Asking questions should be at the top of your priority list. Do not just assume things; ask relevant questions, clarify grey areas and obtain satisfactory answers. A simple google search will give you an idea of the type of questions to ask. Do not accept what you are told at face value, check online reviews on the vendor, conduct a Company House check to ensure the business is fully registered and thriving and if possible, visit the office to check out things for yourself. Request references and case studies and obtain recommendations from past clients (yes! contact them) to evaluate the level of customer service rendered and how they related with the clients.
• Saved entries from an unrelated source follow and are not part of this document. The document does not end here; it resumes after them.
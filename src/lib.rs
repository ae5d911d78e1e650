//! The sitemap_urls library extracts the page URLs listed by a sitemap.xml and
//! exports them as CSV or re-serialises them as a sitemap XML file.

pub mod buffer;
pub mod clipboard;
pub mod config;
pub mod constants;
pub mod error;
pub mod export;
pub mod extract;
pub mod session;
pub mod sitemap;

use crate::constants::{CSV_FILE_NAME, CSV_MIME_TYPE, XML_FILE_NAME, XML_MIME_TYPE};

/// Enum representing the file format of an export.
#[derive(Clone, Copy, PartialEq, Eq, Debug, Default)]
pub enum ExportFormat {
    #[default]
    Csv,
    Xml,
}

impl ExportFormat {
    /// Default name of the downloaded file.
    pub fn file_name(self) -> &'static str {
        match self {
            ExportFormat::Csv => CSV_FILE_NAME,
            ExportFormat::Xml => XML_FILE_NAME,
        }
    }

    pub fn mime_type(self) -> &'static str {
        match self {
            ExportFormat::Csv => CSV_MIME_TYPE,
            ExportFormat::Xml => XML_MIME_TYPE,
        }
    }
}

impl std::str::FromStr for ExportFormat {
    type Err = String;

    fn from_str(input: &str) -> Result<Self, Self::Err> {
        match input.to_lowercase().as_str() {
            "csv" => Ok(ExportFormat::Csv),
            "xml" => Ok(ExportFormat::Xml),
            _ => Err(format!("Invalid export format: {}", input)),
        }
    }
}

pub use buffer::{UrlBuffer, UrlList};
pub use config::Transport;
pub use error::{ExportError, ExtractionError};
pub use export::{Download, render, to_clipboard_text, to_csv, to_xml_sitemap};
pub use extract::{Extractor, validate_source};
pub use session::Session;
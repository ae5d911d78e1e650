//! Reading `<loc>` values out of a sitemap payload.

use log::warn;
use sitemap::reader::{SiteMapEntity, SiteMapReader};
use xml::reader::{EventReader, XmlEvent};

use crate::buffer::UrlList;
use crate::error::ExtractionError;

/// Extracts the `<loc>` values of a sitemap document.
///
/// The text of every `<loc>` is kept as written, only surrounding whitespace is
/// trimmed, and entries left empty are dropped. Both `<url>` and `<sitemap>`
/// entries are collected in document order. Nested sitemaps are listed as they
/// are and never fetched.
///
/// # Arguments
///
/// * `content` - The raw XML payload.
///
/// # Returns
///
/// A `UrlList` with every non-empty location. It may be empty; deciding whether
/// that is an error is left to the caller.
///
/// # Errors
///
/// Returns `ExtractionError::Fetch` if the payload is not well-formed XML.
pub fn parse_loc_entries(content: &[u8]) -> Result<UrlList, ExtractionError> {
    let mut locations = Vec::new();
    let mut current: Option<String> = None;
    let mut depth = 0_usize;

    for event in EventReader::new(content) {
        match event.map_err(|e| ExtractionError::fetch(format!("invalid sitemap XML: {e}")))? {
            XmlEvent::StartElement { name, .. } => {
                if current.is_some() {
                    depth += 1;
                } else if name.local_name == "loc" {
                    current = Some(String::new());
                }
            }
            XmlEvent::EndElement { .. } => {
                if depth > 0 {
                    depth -= 1;
                } else if let Some(text) = current.take() {
                    locations.push(text.trim().to_owned());
                }
            }
            XmlEvent::Characters(text) | XmlEvent::CData(text) | XmlEvent::Whitespace(text) => {
                if let Some(loc) = current.as_mut() {
                    loc.push_str(&text);
                }
            }
            _ => {}
        }
    }

    let nested = count_nested_sitemaps(content);
    if nested > 0 {
        warn!("Listing {nested} nested sitemaps without following them");
    }

    Ok(UrlList::new(locations))
}

/// Counts `<sitemap>` entries of a sitemap index.
fn count_nested_sitemaps(content: &[u8]) -> usize {
    let mut nested = 0;
    for entity in SiteMapReader::new(content) {
        match entity {
            SiteMapEntity::SiteMap(_) => nested += 1,
            SiteMapEntity::Url(_) => {}
            SiteMapEntity::Err(_) => break,
        }
    }
    nested
}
Agreeing to the terms and conditions

Read and understand the terms and condition carefully before signing the contract and flag any discrepancies as the project progresses. Keep both the hard and soft copy of the contract, ensuring that every discussion, both verbal and written, is properly documented. Verbal communication should be followed by a written summary which should be sent electronically to all parties involved. Request for the vendor’s statement of work that spells out specific activities and timelines before the start of the project which should also include consequences if timelines are not adhered to; this will keep the vendor committed to and focused on the project. Website design, hosting and content management are three separate aspects of website development. You have the choice of designing with one vendor and hosting with another so do not feel compelled to stick to the same vendor for all your website needs. This gives you the flexibility to quickly change the vendor if you are dissatisfied.

Fees and payment terms

This is a crucial part of the contract negotiation. Comparing prices of websites similar to what you want will give you a fair idea of the going market rate and a strong negotiating power.  Do not feel compelled to purchase proprietary software applications that will lock you into long term contract that you cannot easily cancel. A website is an evolving tool and technology becomes obsolete very quickly so start with the basic applications and upgrade to more advanced ones in future if required. Avoid contracts that may take a huge chunk of your revenue yearly. Choose a favourable payment plan, for instance, agree to a lower upfront payment, say 30 to 40 percent and spread the balance as the project progresses or at completion, if the vendor insists on 100% payment, then you know you should walk away. Watch out for hidden charges, read the ‘small print’ and clarify grey areas. It is a business transaction; therefore, payment should be made into a business bank account, not a personal account.

Test the website

Testing the site vigorously before the final sign off is crucial. You’ve got to test for functionality, usability, compatibility, performance, interface and security. Check that the site is optimised for desktop, mobile platforms and all browsers. Navigate every page and validate that the alignment, all links, interfaces, forms, buttons, icons and symbols all function perfectly. Test the link that will be used to send email to admin and confirm that emails are received at the backend. Check content for spelling errors and fonts sizes. You may have to enlist the help of a third-party to provide critical feedback. Adequate testing must be conducted before the final sign off.

So, now that the website is finally up and running with the horrid experience put behind me, TGA is now poised and ready to strategically position itself on the global podium using the new vibrant website to attract highly qualified potential clients, generate sales, close deals as well as support current clients effectively.  Exciting future ahead!

Very many thanks to the Enterprise Centre and Santander for the funding award and the continued support.